長期戦略では「最も信頼されるヘルスケア企業になること」を目指す。その中での成長戦略の1つとして、新製品の継続的な提供に加え、ビジネスのイノベーションも必要だとして「医療者にいかに効果的に情報を届けるのか」を課題に挙げた。その中では「今後もMRは、製品の学術、安全性などの情報提供で重要な役割を担うことになるが、MRを(ITなどの)テクノロジーで補完し、新しいコミュニケーション方法を模索する」と説明。
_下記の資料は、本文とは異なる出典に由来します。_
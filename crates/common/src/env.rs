//! Environment/runtime helpers
//!
//! Sanity checks run once at startup.

use tracing::warn;

/// Warn when the static asset directory is missing. Returns whether it exists.
pub async fn ensure_static_dir(static_dir: &str) -> bool {
    let present = tokio::fs::metadata(static_dir)
        .await
        .map(|m| m.is_dir())
        .unwrap_or(false);
    if !present {
        warn!(%static_dir, "static assets directory not found; static assets will 404");
    }
    present
}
さらに、「患者様の治療に役立つ、よりよい服薬コンプライアンスを続けるための情報を医療者に提供することもビジネスのイノベーションにつながる。患者様の生活習慣を変えるとともに、適切に服薬いただく。そのための情報を医療者に届けることで、薬剤の服薬を助けるといったことが1例である」と述べ、処方増のみならず、適切に薬物治療が継続的に行われ、患者の治療向上を視野に入れて活動する方向を示した。
新製品は4半期ごとに1件申請
今後の新製品についてはデニス・アーブ副社長執行役員が説明し、今後数年間は「4半期ごとに約1件の承認申請」を行う方針を示した。現在、ロタウイルスワクチン、抗菌剤カスポファンギン、ペグイントロンとレベトールによる肝硬変の適応追加、抗アレルギー薬ナゾネックスの小児適応追加が申請中で、12年内の上市を目指す。12年申請予定の開発品は開示しなかったが、8成分がフェーズ3にある。このうち骨粗鬆症治療薬「MK-0822」(オダナカチブ)、睡眠導入薬「MK-4305」(オレキシン受容体拮抗薬)、C型肝炎治療薬「MK-7009」(HCVプロテアーゼ阻害剤)、第2世代HPVワクチン「V-503」(9価HPVワクチン)は、次期の成長ドライバーとして期待する。